Next thing you know, you won't be able to use your selfie stick in your own home—and you'll have to keep them at least twenty feet from bars and schools, even if you take the proper precautions required of responsible selfie stick ownership. Unfortunately, second amendment rights and tobacco lobbying money don't extend to selfie sticks, so it's up to us to protect our God-given right to get these #fire selfies off when we're feeling our look. Can we live, Internet?

The arguments against the selfie stick are many. They are intrusive. They are obnoxious. They are the perfect symbol of American sloth and vanity. In the great American tradition of the beer helmet, the fanny pack, and the Segway, the selfie stick represents everything that is beautiful and terrible about America, all of its convenience and all of its excesses in one thin metal rod. The selfie stick is even more than that. Selfie sticks are vital to our identity, not just as Americans, but as human beings. 



In 2015, we understand that the most important thing in life is to be at the center of your own digital universe.



 

Many of you may be too young to remember this, but there was a time when we took pictures of each other. In those barbaric days, taking a picture of yourself meant flagging down a passerby and asking them to take your picture. You would attempt to smile gracefully while trying to hide your worry that the picture might turn out poorly or that the stranger might just steal your camera. If you couldn't find someone to take the picture, it was even worse: one of your squad would have to sacrifice his or her place in the picture for the good of the group. This is unthinkable today, as even the most generous among us would never sacrifice those valuable Instagram and Facebook likes, but that's the way things were. Photographic martyrs would actually give up their spot in a photo so that others could get that fire pic in front of the Statue of Liberty, the Grand Canyon, or the Jamba Juice that just opened down the block. 

We're more enlightened now. In 2015, we understand that the most important thing in life—the only way to truly live—is to be at the center of your own digital universe. Whether you're doing something as mundane as getting ready for work or something as dope as visiting some old-ass shrine, it is vital that the rest of the world know exactly what you're up to.
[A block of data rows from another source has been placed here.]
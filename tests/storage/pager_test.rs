use std::{fs, io::Write, path::PathBuf};

use sawitdb::{
    storage::pager::Pager,
    types::{error::DatabaseError, page::DataPage, PAGE_SIZE},
    utils::mock::create_temp_db_path_with_prefix,
};

struct TempFile {
    path: PathBuf,
}

impl TempFile {
    fn new(prefix: &str) -> Self {
        Self {
            path: create_temp_db_path_with_prefix(prefix),
        }
    }
}

impl Drop for TempFile {
    fn drop(&mut self) {
        if self.path.exists() {
            let _ = fs::remove_file(&self.path);
        }
    }
}

#[test]
fn test_create_new_file_writes_header_page() -> Result<(), DatabaseError> {
    let temp = TempFile::new("pager_create");
    let mut pager = Pager::open(&temp.path, 16)?;

    assert_eq!(pager.total_pages(), 1);

    let header = pager.read_page(0)?;
    assert_eq!(&header[0..4], b"WOWO");
    assert_eq!(u32::from_le_bytes([header[4], header[5], header[6], header[7]]), 1);
    assert_eq!(u32::from_le_bytes([header[8], header[9], header[10], header[11]]), 0);
    Ok(())
}

#[test]
fn test_open_rejects_bad_magic() {
    let temp = TempFile::new("pager_bad_magic");
    let mut file = fs::File::create(&temp.path).unwrap();
    file.write_all(b"not a sawit database at all").unwrap();
    drop(file);

    match Pager::open(&temp.path, 16) {
        Err(DatabaseError::CorruptFile) => {}
        other => panic!("expected CorruptFile, got {:?}", other.map(|_| ())),
    }
}

#[test]
fn test_alloc_page_bumps_header_counter() -> Result<(), DatabaseError> {
    let temp = TempFile::new("pager_alloc");
    let mut pager = Pager::open(&temp.path, 16)?;

    let first = pager.alloc_page()?;
    let second = pager.alloc_page()?;
    assert_eq!(first, 1);
    assert_eq!(second, 2);
    assert_eq!(pager.total_pages(), 3);

    // the counter is persisted on page 0
    let header = pager.read_page(0)?;
    assert_eq!(u32::from_le_bytes([header[4], header[5], header[6], header[7]]), 3);

    // a fresh allocation is an initialized empty data page
    let page = DataPage::from_bytes(first, &pager.read_page(first)?)?;
    assert_eq!(page.next_page_id, 0);
    assert!(page.slots.is_empty());
    Ok(())
}

#[test]
fn test_total_pages_survives_reopen() -> Result<(), DatabaseError> {
    let temp = TempFile::new("pager_reopen");

    let mut pager = Pager::open(&temp.path, 16)?;
    pager.alloc_page()?;
    pager.alloc_page()?;
    pager.close()?;

    let pager = Pager::open(&temp.path, 16)?;
    assert_eq!(pager.total_pages(), 3);
    Ok(())
}

#[test]
fn test_read_past_total_pages_fails() -> Result<(), DatabaseError> {
    let temp = TempFile::new("pager_invalid_read");
    let mut pager = Pager::open(&temp.path, 16)?;

    match pager.read_page(5) {
        Err(DatabaseError::InvalidPageId { page_id, total }) => {
            assert_eq!(page_id, 5);
            assert_eq!(total, 1);
        }
        other => panic!("expected InvalidPageId, got {:?}", other.map(|_| ())),
    }
    Ok(())
}

#[test]
fn test_write_rejects_wrong_buffer_size() -> Result<(), DatabaseError> {
    let temp = TempFile::new("pager_wrong_size");
    let mut pager = Pager::open(&temp.path, 16)?;

    match pager.write_page(0, &[0u8; 100]) {
        Err(DatabaseError::InvalidPageSize { expected, actual }) => {
            assert_eq!(expected, PAGE_SIZE);
            assert_eq!(actual, 100);
        }
        other => panic!("expected InvalidPageSize, got {:?}", other),
    }
    Ok(())
}

#[test]
fn test_read_after_write_observes_written_bytes() -> Result<(), DatabaseError> {
    let temp = TempFile::new("pager_read_after_write");
    let mut pager = Pager::open(&temp.path, 16)?;

    let page_id = pager.alloc_page()?;
    let mut page = DataPage::new(page_id);
    page.insert_record(b"pelepah").unwrap();
    pager.write_page(page_id, &page.to_bytes())?;

    let decoded = DataPage::from_bytes(page_id, &pager.read_page(page_id)?)?;
    assert_eq!(decoded.record(0), Some(&b"pelepah"[..]));
    Ok(())
}

#[test]
fn test_reads_stay_correct_past_cache_capacity() -> Result<(), DatabaseError> {
    let temp = TempFile::new("pager_lru");
    // a cache of 2 pages forces constant eviction
    let mut pager = Pager::open(&temp.path, 2)?;

    let mut page_ids = Vec::new();
    for i in 0..8u8 {
        let page_id = pager.alloc_page()?;
        let mut page = DataPage::new(page_id);
        page.insert_record(&[i; 16]).unwrap();
        pager.write_page(page_id, &page.to_bytes())?;
        page_ids.push(page_id);
    }

    // every page reads back intact even though most were evicted
    for (i, page_id) in page_ids.iter().enumerate() {
        let page = DataPage::from_bytes(*page_id, &pager.read_page(*page_id)?)?;
        assert_eq!(page.record(0), Some(&[i as u8; 16][..]));
    }
    Ok(())
}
Descartes said: "I think therefore I am," and for centuries, those words were good enough. Thanks to the tireless efforts of tech companies and digital brands, we've moved past this stuffy way of thinking. We now know that the truth is "I tweet therefore I am." If something remotely interesting happens to you, but it isn't documented on the Internet, it may as well have never happened at all. Every moment of your life that isn't on the Internet doesn't exist.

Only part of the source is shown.